→ INSTRUCTIONS FOR THE TASK: Report each line of the material below where the word "keeps" can be found.

□ □ □

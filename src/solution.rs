//! Subset solution with a cached cost.
//!
//! A [`Solution`] is a duplicate-free selection of ground-set elements. Its
//! cost is recomputed through the [`Objective`] by every mutator before the
//! mutator returns, so a cached cost is never stale outside this module.

use crate::objective::Objective;
use std::fmt;

/// A set of selected elements and its evaluated cost.
///
/// Elements are stored in insertion order, which keeps runs reproducible
/// and lets candidate filters look at the most recent insertion.
///
/// `Clone` produces an independent copy; engines keep their best-known
/// solution as such a copy.
///
/// With the `serde` feature a solution can be serialized for reporting but
/// not deserialized: a stored cost may not match the objective it is read
/// back against. Rebuild it with [`from_elements`](Self::from_elements).
#[derive(Debug, Clone, PartialEq)]
#[cfg_attr(feature = "serde", derive(serde::Serialize))]
pub struct Solution {
    elements: Vec<usize>,
    cost: f64,
}

impl Solution {
    /// Creates the empty selection, evaluated once.
    pub fn empty<O: Objective + ?Sized>(objective: &O) -> Self {
        let mut solution = Self {
            elements: Vec::new(),
            cost: f64::NAN,
        };
        solution.cost = objective.evaluate(&solution);
        solution
    }

    /// Creates a solution from `elements`, skipping duplicates, and evaluates it.
    pub fn from_elements<O, I>(elements: I, objective: &O) -> Self
    where
        O: Objective + ?Sized,
        I: IntoIterator<Item = usize>,
    {
        let mut unique: Vec<usize> = Vec::new();
        for e in elements {
            if !unique.contains(&e) {
                unique.push(e);
            }
        }
        let mut solution = Self {
            elements: unique,
            cost: f64::NAN,
        };
        solution.cost = objective.evaluate(&solution);
        solution
    }

    /// Selected elements in insertion order.
    pub fn elements(&self) -> &[usize] {
        &self.elements
    }

    /// Selected elements in ascending order.
    pub fn sorted_elements(&self) -> Vec<usize> {
        let mut sorted = self.elements.clone();
        sorted.sort_unstable();
        sorted
    }

    /// Cached cost, equal to `objective.evaluate(self)`.
    pub fn cost(&self) -> f64 {
        self.cost
    }

    /// Number of selected elements.
    pub fn len(&self) -> usize {
        self.elements.len()
    }

    /// Whether nothing is selected.
    pub fn is_empty(&self) -> bool {
        self.elements.is_empty()
    }

    /// Whether `element` is selected.
    pub fn contains(&self, element: usize) -> bool {
        self.elements.contains(&element)
    }

    /// Adds `element` and re-evaluates. Returns `false` if already present.
    pub fn insert<O: Objective + ?Sized>(&mut self, element: usize, objective: &O) -> bool {
        if self.contains(element) {
            return false;
        }
        self.elements.push(element);
        self.cost = objective.evaluate(self);
        true
    }

    /// Drops `element` and re-evaluates. Returns `false` if absent.
    pub fn remove<O: Objective + ?Sized>(&mut self, element: usize, objective: &O) -> bool {
        match self.elements.iter().position(|&e| e == element) {
            Some(pos) => {
                self.elements.remove(pos);
                self.cost = objective.evaluate(self);
                true
            }
            None => false,
        }
    }

    /// Swaps `element_out` for `element_in` and re-evaluates.
    ///
    /// Returns `false`, leaving the solution untouched, unless `element_out`
    /// is selected and `element_in` is not.
    pub fn exchange<O: Objective + ?Sized>(
        &mut self,
        element_in: usize,
        element_out: usize,
        objective: &O,
    ) -> bool {
        if self.contains(element_in) {
            return false;
        }
        match self.elements.iter().position(|&e| e == element_out) {
            Some(pos) => {
                self.elements.remove(pos);
                self.elements.push(element_in);
                self.cost = objective.evaluate(self);
                true
            }
            None => false,
        }
    }
}

impl fmt::Display for Solution {
    fn fmt(&self, f: &mut fmt::Formatter<'_>) -> fmt::Result {
        write!(
            f,
            "Solution: cost=[{}], size=[{}], elements={:?}",
            self.cost,
            self.elements.len(),
            self.sorted_elements()
        )
    }
}

#[cfg(test)]
mod tests {
    use super::*;
    use crate::testing::QuadraticBinary;

    #[test]
    fn test_empty_is_evaluated() {
        let qbf = QuadraticBinary::scenario();
        let s = Solution::empty(&qbf);
        assert!(s.is_empty());
        assert_eq!(s.cost(), 0.0);
    }

    #[test]
    fn test_from_elements_dedups() {
        let qbf = QuadraticBinary::scenario();
        let s = Solution::from_elements([2, 0, 2], &qbf);
        assert_eq!(s.elements(), &[2, 0]);
        assert_eq!(s.sorted_elements(), vec![0, 2]);
        assert_eq!(s.cost(), 10.0);
    }

    #[test]
    fn test_mutators_refresh_cost() {
        let qbf = QuadraticBinary::scenario();
        let mut s = Solution::empty(&qbf);

        assert!(s.insert(0, &qbf));
        assert!(!s.insert(0, &qbf));
        assert_eq!(s.cost(), qbf.evaluate(&s));

        assert!(s.insert(1, &qbf));
        assert_eq!(s.cost(), qbf.evaluate(&s));

        assert!(s.exchange(2, 1, &qbf));
        assert_eq!(s.sorted_elements(), vec![0, 2]);
        assert_eq!(s.cost(), 10.0);

        assert!(!s.exchange(0, 2, &qbf), "incoming already selected");
        assert!(!s.exchange(3, 1, &qbf), "outgoing not selected");

        assert!(s.remove(0, &qbf));
        assert!(!s.remove(0, &qbf));
        assert_eq!(s.cost(), qbf.evaluate(&s));
    }

    #[test]
    fn test_clone_is_independent() {
        let qbf = QuadraticBinary::scenario();
        let mut s = Solution::from_elements([0], &qbf);
        let best = s.clone();
        s.insert(2, &qbf);
        assert_eq!(best.elements(), &[0]);
        assert_eq!(best.cost(), 3.0);
    }

    #[cfg(feature = "serde")]
    #[test]
    fn test_serializable_for_reports() {
        fn assert_serialize<T: serde::Serialize>() {}
        assert_serialize::<Solution>();
        assert_serialize::<crate::target::TargetReport>();
    }

    #[test]
    fn test_display() {
        let qbf = QuadraticBinary::scenario();
        let s = Solution::from_elements([2, 0], &qbf);
        assert_eq!(s.to_string(), "Solution: cost=[10], size=[2], elements=[0, 2]");
    }
}
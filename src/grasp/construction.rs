//! Greedy randomized construction.
//!
//! Each step rebuilds the candidate list (CL) from scratch, scores every
//! candidate by its insertion delta, keeps the restricted candidate list
//! (RCL) of candidates within `alpha` of the cheapest, and inserts one RCL
//! member into the incumbent.
//!
//! # Stopping rule
//!
//! A snapshot of the incumbent cost is taken at the start of every step.
//! Construction continues while the insertion made by the previous step
//! strictly lowered the cost below that snapshot. The last, non-improving
//! insertion stays in the incumbent; the local search phase removes it if
//! that pays off.
//!
//! # References
//!
//! Feo & Resende (1995), "Greedy Randomized Adaptive Search Procedures"

use super::config::Construction;
use crate::objective::{CandidateFilter, Objective};
use crate::solution::Solution;
use rand::Rng;
use tracing::trace;

/// Elements outside `incumbent` that the filter still allows, ascending.
///
/// Never contains an element of `incumbent`.
pub fn candidate_list<O, F>(objective: &O, filter: &F, incumbent: &Solution) -> Vec<usize>
where
    O: Objective + ?Sized,
    F: CandidateFilter + ?Sized,
{
    let n = objective.domain_size();
    let mut blocked = vec![false; n];
    for &e in incumbent.elements() {
        if e < n {
            blocked[e] = true;
        }
    }
    for e in filter.excluded(incumbent) {
        if e < n {
            blocked[e] = true;
        }
    }
    (0..n).filter(|&e| !blocked[e]).collect()
}

/// Restricted candidate list for one constructive step.
#[derive(Debug, Clone, PartialEq)]
pub struct Rcl {
    members: Vec<usize>,
    deltas: Vec<f64>,
    min_cost: f64,
    max_cost: f64,
    threshold: f64,
}

impl Rcl {
    /// Admitted candidates, in CL order.
    pub fn members(&self) -> &[usize] {
        &self.members
    }

    /// Insertion delta of each member, aligned with [`members`](Self::members).
    pub fn deltas(&self) -> &[f64] {
        &self.deltas
    }

    /// Cheapest insertion delta over the CL.
    pub fn min_cost(&self) -> f64 {
        self.min_cost
    }

    /// Most expensive insertion delta below `+inf` over the CL, or `+inf`
    /// when every delta is `+inf`.
    pub fn max_cost(&self) -> f64 {
        self.max_cost
    }

    /// Admission bound: `min_cost + alpha * (max_cost - min_cost)`.
    pub fn threshold(&self) -> f64 {
        self.threshold
    }

    /// Number of members.
    pub fn len(&self) -> usize {
        self.members.len()
    }

    /// Whether no candidate was admitted.
    pub fn is_empty(&self) -> bool {
        self.members.is_empty()
    }

    /// Uniformly random member. Draws once from `rng` when non-empty.
    pub fn pick_random<R: Rng>(&self, rng: &mut R) -> Option<usize> {
        if self.members.is_empty() {
            return None;
        }
        Some(self.members[rng.random_range(0..self.members.len())])
    }

    /// Member with the lowest frequency-perturbed score; first wins ties.
    ///
    /// Members whose score is not below `f64::MAX` are never picked.
    pub fn pick_perturbed(&self, frequencies: &FrequencyMap) -> Option<usize> {
        let mut best = None;
        let mut best_score = f64::MAX;
        for (&e, &delta) in self.members.iter().zip(&self.deltas) {
            let score = frequencies.perturbed_score(e, delta);
            if score < best_score {
                best_score = score;
                best = Some(e);
            }
        }
        best
    }
}

/// Builds the RCL of `candidates` for `incumbent`.
///
/// `max` is taken over the deltas below `+inf`, and a `+inf` candidate is
/// only admitted when every delta is `+inf`. When the spread `max - min` is
/// still infinite the bound degenerates to NaN; it then falls back to `min`,
/// keeping only the cheapest candidates. Candidates with a NaN delta are
/// never admitted.
pub fn restricted_candidate_list<O>(
    objective: &O,
    candidates: &[usize],
    incumbent: &Solution,
    alpha: f64,
) -> Rcl
where
    O: Objective + ?Sized,
{
    let scored: Vec<(usize, f64)> = candidates
        .iter()
        .map(|&c| (c, objective.insertion_cost(c, incumbent)))
        .collect();

    let mut min_cost = f64::INFINITY;
    let mut max_cost = f64::NEG_INFINITY;
    let mut any_below_inf = false;
    for &(_, delta) in &scored {
        if delta < min_cost {
            min_cost = delta;
        }
        if delta < f64::INFINITY {
            any_below_inf = true;
            if delta > max_cost {
                max_cost = delta;
            }
        }
    }
    if !any_below_inf && !scored.is_empty() {
        max_cost = f64::INFINITY;
    }

    let mut threshold = min_cost + alpha * (max_cost - min_cost);
    if threshold.is_nan() {
        threshold = min_cost;
    }

    let (members, deltas): (Vec<usize>, Vec<f64>) = scored
        .into_iter()
        .filter(|&(_, delta)| delta <= threshold && (delta < f64::INFINITY || !any_below_inf))
        .unzip();

    Rcl {
        members,
        deltas,
        min_cost,
        max_cost,
        threshold,
    }
}

/// How many completed iterations ended with each element selected.
///
/// Counts only grow during a run and are never reset.
#[derive(Debug, Clone, PartialEq, Eq)]
pub struct FrequencyMap {
    counts: Vec<u32>,
}

impl FrequencyMap {
    /// All elements unset.
    pub fn new(domain_size: usize) -> Self {
        Self {
            counts: vec![0; domain_size],
        }
    }

    /// Count for `element`, `None` while it was never recorded.
    pub fn count(&self, element: usize) -> Option<u32> {
        match self.counts.get(element) {
            Some(&c) if c > 0 => Some(c),
            _ => None,
        }
    }

    /// Increments the count of every element of `solution`.
    pub fn record(&mut self, solution: &Solution) {
        for &e in solution.elements() {
            if let Some(c) = self.counts.get_mut(e) {
                *c = c.saturating_add(1);
            }
        }
    }

    /// `delta / count`, or `-inf` for an element never recorded.
    pub fn perturbed_score(&self, element: usize, delta: f64) -> f64 {
        match self.count(element) {
            Some(c) => delta / c as f64,
            None => f64::NEG_INFINITY,
        }
    }
}

/// Runs one constructive phase from the empty solution.
pub(crate) fn construct<O, F, R>(
    objective: &O,
    filter: &F,
    alpha: f64,
    construction: Construction,
    frequencies: &FrequencyMap,
    rng: &mut R,
) -> Solution
where
    O: Objective + ?Sized,
    F: CandidateFilter + ?Sized,
    R: Rng,
{
    let mut incumbent = Solution::empty(objective);
    let mut snapshot = f64::INFINITY;
    let mut step = 0usize;

    while incumbent.cost() < snapshot {
        snapshot = incumbent.cost();

        let candidates = candidate_list(objective, filter, &incumbent);
        if candidates.is_empty() {
            break;
        }

        let rcl = restricted_candidate_list(objective, &candidates, &incumbent, alpha);
        let chosen = match construction {
            Construction::RandomGreedy => rcl.pick_random(rng),
            Construction::CostPerturbation => rcl.pick_perturbed(frequencies),
        };
        let Some(element) = chosen else {
            break;
        };

        incumbent.insert(element, objective);
        step += 1;
        trace!(
            step,
            element,
            rcl_len = rcl.len(),
            cost = incumbent.cost(),
            "constructive step"
        );
    }

    incumbent
}
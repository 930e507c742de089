//! GRASP outer loop.
//!
//! [`GraspRunner`] alternates a greedy randomized construction with a local
//! search until the time budget, the iteration cap or the target list runs
//! out, keeping an independent copy of the best local optimum found.

use super::config::{Construction, GraspConfig};
use super::construction::{self, FrequencyMap, Rcl};
use super::local_search;
use crate::error::Result;
use crate::objective::{CandidateFilter, NoFilter, Objective};
use crate::random::rng_from_seed;
use crate::solution::Solution;
use crate::target::{TargetReport, TargetTracker};
use crate::termination::{Budget, StopReason};
use rand::Rng;
use std::sync::atomic::AtomicBool;
use std::sync::Arc;
use std::time::Duration;
use tracing::{debug, info};

/// Result of a GRASP run.
#[derive(Debug, Clone)]
pub struct GraspResult {
    /// Best solution found (lowest cost).
    pub best: Solution,

    /// Cost of the best solution (same as `best.cost()`).
    pub best_cost: f64,

    /// Number of construct + local-search iterations executed.
    pub iterations: usize,

    /// Why the run ended.
    pub stop_reason: StopReason,

    /// Best cost before the loop, then after each iteration.
    pub cost_history: Vec<f64>,

    /// Target crossings and unmet thresholds.
    pub targets: TargetReport,

    /// Wall-clock duration of the run.
    pub elapsed: Duration,
}

/// Greedy Randomized Adaptive Search Procedure over a subset objective.
///
/// Minimizes [`Objective::evaluate`]. Target thresholds are compared with
/// the magnitude of the best cost, so a maximization objective wrapped in
/// [`Negated`](crate::objective::Negated) is tracked in its own units.
///
/// # Usage
///
/// ```ignore
/// let objective = Negated(MyQbf::load("qbf040")?);
/// let config = GraspConfig::default()
///     .with_alpha(0.2)
///     .with_time_limit_minutes(30)
///     .with_targets(vec![100, 200])
///     .with_seed(0);
/// let grasp = GraspRunner::new(&objective, config)?.with_filter(ForbiddenTriples::new(40));
/// let result = grasp.run();
/// println!("{}", result.best);
/// ```
#[derive(Debug, Clone)]
pub struct GraspRunner<'a, O: ?Sized, F = NoFilter> {
    objective: &'a O,
    filter: F,
    config: GraspConfig,
}

impl<'a, O: Objective + ?Sized> GraspRunner<'a, O, NoFilter> {
    /// Creates an engine, rejecting an invalid configuration.
    pub fn new(objective: &'a O, config: GraspConfig) -> Result<Self> {
        config.validate()?;
        Ok(Self {
            objective,
            filter: NoFilter,
            config,
        })
    }
}

impl<'a, O, F> GraspRunner<'a, O, F>
where
    O: Objective + ?Sized,
    F: CandidateFilter,
{
    /// Replaces the candidate filter.
    pub fn with_filter<G: CandidateFilter>(self, filter: G) -> GraspRunner<'a, O, G> {
        GraspRunner {
            objective: self.objective,
            filter,
            config: self.config,
        }
    }

    /// The validated configuration.
    pub fn config(&self) -> &GraspConfig {
        &self.config
    }

    /// Candidate list for `incumbent`.
    pub fn candidate_list(&self, incumbent: &Solution) -> Vec<usize> {
        construction::candidate_list(self.objective, &self.filter, incumbent)
    }

    /// Restricted candidate list of `candidates` under the configured alpha.
    pub fn restricted_candidate_list(&self, candidates: &[usize], incumbent: &Solution) -> Rcl {
        construction::restricted_candidate_list(
            self.objective,
            candidates,
            incumbent,
            self.config.alpha,
        )
    }

    /// Builds one solution from scratch.
    ///
    /// `frequencies` is only read in [`Construction::CostPerturbation`] mode.
    pub fn constructive_heuristic<R: Rng>(
        &self,
        frequencies: &FrequencyMap,
        rng: &mut R,
    ) -> Solution {
        construction::construct(
            self.objective,
            &self.filter,
            self.config.alpha,
            self.config.construction,
            frequencies,
            rng,
        )
    }

    /// Drives `incumbent` to a local optimum. Returns the number of moves applied.
    pub fn local_search(&self, incumbent: &mut Solution) -> usize {
        local_search::improve(
            self.objective,
            &self.filter,
            self.config.local_search,
            incumbent,
        )
    }

    /// Runs with a generator seeded from the configuration.
    pub fn run(&self) -> GraspResult {
        self.run_with_cancel(None)
    }

    /// Runs with a configured seed and an optional cancellation flag.
    pub fn run_with_cancel(&self, cancel: Option<Arc<AtomicBool>>) -> GraspResult {
        let mut rng = rng_from_seed(self.config.seed);
        self.solve_with_cancel(&mut rng, cancel)
    }

    /// Runs on a caller-supplied generator.
    pub fn solve<R: Rng>(&self, rng: &mut R) -> GraspResult {
        self.solve_with_cancel(rng, None)
    }

    /// Runs on a caller-supplied generator with an optional cancellation flag.
    ///
    /// The flag is polled once per iteration, alongside the time budget.
    pub fn solve_with_cancel<R: Rng>(
        &self,
        rng: &mut R,
        cancel: Option<Arc<AtomicBool>>,
    ) -> GraspResult {
        let budget = Budget::start(self.config.time_limit, self.config.max_iterations, cancel);
        let mut targets = TargetTracker::new(self.config.targets.clone());
        let mut frequencies = FrequencyMap::new(self.objective.domain_size());

        let mut best = Solution::empty(self.objective);
        let mut cost_history = vec![best.cost()];
        targets.observe(best.cost().abs(), 0, budget.elapsed(), &best);

        let mut iterations = 0usize;
        let stop_reason = loop {
            if let Some(reason) = budget.check(iterations, &targets) {
                break reason;
            }
            iterations += 1;

            let mut incumbent = self.constructive_heuristic(&frequencies, rng);
            self.local_search(&mut incumbent);
            if self.config.construction == Construction::CostPerturbation {
                frequencies.record(&incumbent);
            }

            if incumbent.cost() < best.cost() {
                best = incumbent;
                debug!(
                    iteration = iterations,
                    elapsed_secs = budget.elapsed().as_secs_f64(),
                    best = %best,
                    "new best solution"
                );
            }

            cost_history.push(best.cost());
            targets.observe(best.cost().abs(), iterations, budget.elapsed(), &best);
        };

        let elapsed = budget.elapsed();
        info!(
            ?stop_reason,
            iterations,
            best_cost = best.cost(),
            elapsed_secs = elapsed.as_secs_f64(),
            "grasp finished"
        );

        GraspResult {
            best_cost: best.cost(),
            best,
            iterations,
            stop_reason,
            cost_history,
            targets: targets.finish(),
            elapsed,
        }
    }
}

□ □ □

→ THE COMPLETED TASK:
/// Elements are stored in insertion order, which keeps runs reproducible
//! candidate by its insertion delta, keeps the restricted candidate list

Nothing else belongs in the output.